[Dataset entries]

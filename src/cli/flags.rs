//! Declared flag tables and passthrough reconstruction
//!
//! Every AI-capable subcommand declares its flags once, as an ordered slice
//! of [`FlagSpec`]. The same table drives clap parsing, the bypass policy
//! (`bypasses_ai`), and which flags may be forwarded to git (`augmentation`
//! flags never are).
//!
//! Reconstruction only emits flags the user typed, in declaration order:
//!
//! | kind      | emitted as                          | when              |
//! |-----------|-------------------------------------|-------------------|
//! | bool      | `-c`, else `--name`                 | set and true      |
//! | value     | `-c value`, else `--name=value`     | set and non-empty |
//! | attached  | `-cvalue`                           | set and non-empty |
//! | optional  | `--name`, or `--name=value`         | set               |
//!
//! Positional arguments follow verbatim, then `--` and any pathspecs.

use clap::parser::ValueSource;
use clap::{Arg, ArgAction, ArgMatches, Command};

const ARGS: &str = "args";
const PATHSPEC: &str = "pathspec";

#[derive(Debug, Clone, Copy, PartialEq, Eq)]
pub enum FlagKind {
    Bool,
    Value,
    /// `--name[=value]`, value must be attached with `=`
    OptionalValue,
}

/// One declared flag
#[derive(Debug, Clone, Copy, PartialEq, Eq)]
pub struct FlagSpec {
    pub name: &'static str,
    pub short: Option<char>,
    pub kind: FlagKind,
    pub help: &'static str,
    /// Wrapper-only flag, never forwarded to git
    pub augmentation: bool,
    /// Presence means the user wants plain git behavior
    pub bypasses_ai: bool,
    /// Short form takes its value in the same token (`-U5`)
    pub attached: bool,
}

impl FlagSpec {
    const fn new(name: &'static str, kind: FlagKind, help: &'static str) -> Self {
        Self {
            name,
            short: None,
            kind,
            help,
            augmentation: false,
            bypasses_ai: false,
            attached: false,
        }
    }

    pub const fn bool(name: &'static str, help: &'static str) -> Self {
        Self::new(name, FlagKind::Bool, help)
    }

    pub const fn value(name: &'static str, help: &'static str) -> Self {
        Self::new(name, FlagKind::Value, help)
    }

    pub const fn optional(name: &'static str, help: &'static str) -> Self {
        Self::new(name, FlagKind::OptionalValue, help)
    }

    pub const fn short(self, short: char) -> Self {
        Self {
            short: Some(short),
            ..self
        }
    }

    pub const fn attached(self) -> Self {
        Self {
            attached: true,
            ..self
        }
    }

    pub const fn augmentation(self) -> Self {
        Self {
            augmentation: true,
            ..self
        }
    }

    pub const fn bypass(self) -> Self {
        Self {
            bypasses_ai: true,
            ..self
        }
    }

    fn to_arg(self) -> Arg {
        let mut arg = Arg::new(self.name).long(self.name).help(self.help);
        if let Some(short) = self.short {
            arg = arg.short(short);
        }
        match self.kind {
            FlagKind::Bool => arg.action(ArgAction::SetTrue),
            FlagKind::Value => arg
                .action(ArgAction::Set)
                .num_args(1)
                .allow_hyphen_values(true)
                .value_name("VALUE"),
            FlagKind::OptionalValue => arg
                .action(ArgAction::Set)
                .num_args(0..=1)
                .require_equals(true)
                .default_missing_value("")
                .value_name("VALUE"),
        }
    }
}

/// Build a clap subcommand from a flag table
pub fn command(name: &'static str, about: &'static str, specs: &[FlagSpec]) -> Command {
    Command::new(name)
        .about(about)
        .args_override_self(true)
        .args(specs.iter().map(|s| s.to_arg()))
        .arg(
            Arg::new(ARGS)
                .num_args(0..)
                .action(ArgAction::Append)
                .allow_negative_numbers(true)
                .value_name("ARGS")
                .help("Arguments passed to git"),
        )
        .arg(
            Arg::new(PATHSPEC)
                .num_args(0..)
                .action(ArgAction::Append)
                .last(true)
                .value_name("PATHSPEC")
                .help("Paths after --"),
        )
}

#[derive(Debug, Clone, PartialEq, Eq)]
pub enum FlagValue {
    Bool(bool),
    Text(String),
}

#[derive(Debug, Clone, PartialEq, Eq)]
pub struct FlagEntry {
    pub spec: FlagSpec,
    pub value: FlagValue,
    /// Typed by the user rather than defaulted
    pub explicit: bool,
}

impl FlagEntry {
    fn is_set(&self) -> bool {
        if !self.explicit {
            return false;
        }
        match (&self.value, self.spec.kind) {
            (FlagValue::Bool(b), _) => *b,
            (FlagValue::Text(_), FlagKind::OptionalValue) => true,
            (FlagValue::Text(v), _) => !v.is_empty(),
        }
    }

    fn emit(&self, out: &mut Vec<String>) {
        if !self.is_set() {
            return;
        }
        let spec = self.spec;
        match (&self.value, spec.kind) {
            (FlagValue::Bool(_), _) => match spec.short {
                Some(c) => out.push(format!("-{}", c)),
                None => out.push(format!("--{}", spec.name)),
            },
            (FlagValue::Text(v), FlagKind::OptionalValue) => {
                if v.is_empty() {
                    out.push(format!("--{}", spec.name));
                } else {
                    out.push(format!("--{}={}", spec.name, v));
                }
            }
            (FlagValue::Text(v), _) => match spec.short {
                Some(c) if spec.attached => out.push(format!("-{}{}", c, v)),
                Some(c) => {
                    out.push(format!("-{}", c));
                    out.push(v.clone());
                }
                None => out.push(format!("--{}={}", spec.name, v)),
            },
        }
    }
}

/// Parsed flags of one invocation, in declaration order
#[derive(Debug, Clone, Default, PartialEq, Eq)]
pub struct FlagSet {
    entries: Vec<FlagEntry>,
    positionals: Vec<String>,
    pathspecs: Vec<String>,
}

impl FlagSet {
    pub fn from_matches(specs: &[FlagSpec], matches: &ArgMatches) -> Self {
        let entries = specs
            .iter()
            .map(|spec| {
                let explicit = matches.value_source(spec.name) == Some(ValueSource::CommandLine);
                let value = match spec.kind {
                    FlagKind::Bool => FlagValue::Bool(matches.get_flag(spec.name)),
                    FlagKind::Value | FlagKind::OptionalValue => FlagValue::Text(
                        matches
                            .get_one::<String>(spec.name)
                            .cloned()
                            .unwrap_or_default(),
                    ),
                };
                FlagEntry {
                    spec: *spec,
                    value,
                    explicit,
                }
            })
            .collect();

        let collect = |id: &str| -> Vec<String> {
            matches
                .get_many::<String>(id)
                .map(|values| values.cloned().collect())
                .unwrap_or_default()
        };

        Self {
            entries,
            positionals: collect(ARGS),
            pathspecs: collect(PATHSPEC),
        }
    }

    /// Parse `argv` (without the subcommand name) against a flag table
    pub fn parse(
        name: &'static str,
        specs: &[FlagSpec],
        argv: &[String],
    ) -> std::result::Result<Self, clap::Error> {
        let matches = command(name, "", specs)
            .no_binary_name(true)
            .try_get_matches_from(argv)?;
        Ok(Self::from_matches(specs, &matches))
    }

    fn entry(&self, name: &str) -> Option<&FlagEntry> {
        self.entries.iter().find(|e| e.spec.name == name)
    }

    /// True when the flag was typed: bools true, values non-empty
    pub fn is_set(&self, name: &str) -> bool {
        self.entry(name).is_some_and(FlagEntry::is_set)
    }

    /// Explicit non-empty value of a valued flag
    pub fn value(&self, name: &str) -> Option<&str> {
        match self.entry(name) {
            Some(entry) if entry.is_set() => match &entry.value {
                FlagValue::Text(v) if !v.is_empty() => Some(v.as_str()),
                _ => None,
            },
            _ => None,
        }
    }

    pub fn positionals(&self) -> &[String] {
        &self.positionals
    }

    pub fn pathspecs(&self) -> &[String] {
        &self.pathspecs
    }

    /// Any typed flag tagged as bypassing the AI path
    pub fn bypasses_ai(&self) -> bool {
        self.entries
            .iter()
            .any(|e| e.spec.bypasses_ai && e.is_set())
    }

    /// Forwardable flags followed by positionals and pathspecs
    pub fn reconstruct(&self) -> Vec<String> {
        self.reconstruct_without(&[])
    }

    /// As [`reconstruct`](Self::reconstruct), also dropping the named flags
    pub fn reconstruct_without(&self, exclude: &[&str]) -> Vec<String> {
        let mut out = self.flags_without(exclude);
        out.extend(self.positionals.iter().cloned());
        if !self.pathspecs.is_empty() {
            out.push("--".to_string());
            out.extend(self.pathspecs.iter().cloned());
        }
        out
    }

    /// Forwardable flags only, without positionals
    pub fn flags_without(&self, exclude: &[&str]) -> Vec<String> {
        let mut out = Vec::new();
        for entry in &self.entries {
            if entry.spec.augmentation || exclude.contains(&entry.spec.name) {
                continue;
            }
            entry.emit(&mut out);
        }
        out
    }
}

- WHAT IS NEEDED: The answer must consist of every line from the entries that holds the string "collect".

- EXPECTED ANSWER:
            .collect();
        let collect = |id: &str| -> Vec<String> {
                .map(|values| values.cloned().collect())
            positionals: collect(ARGS),
            pathspecs: collect(PATHSPEC),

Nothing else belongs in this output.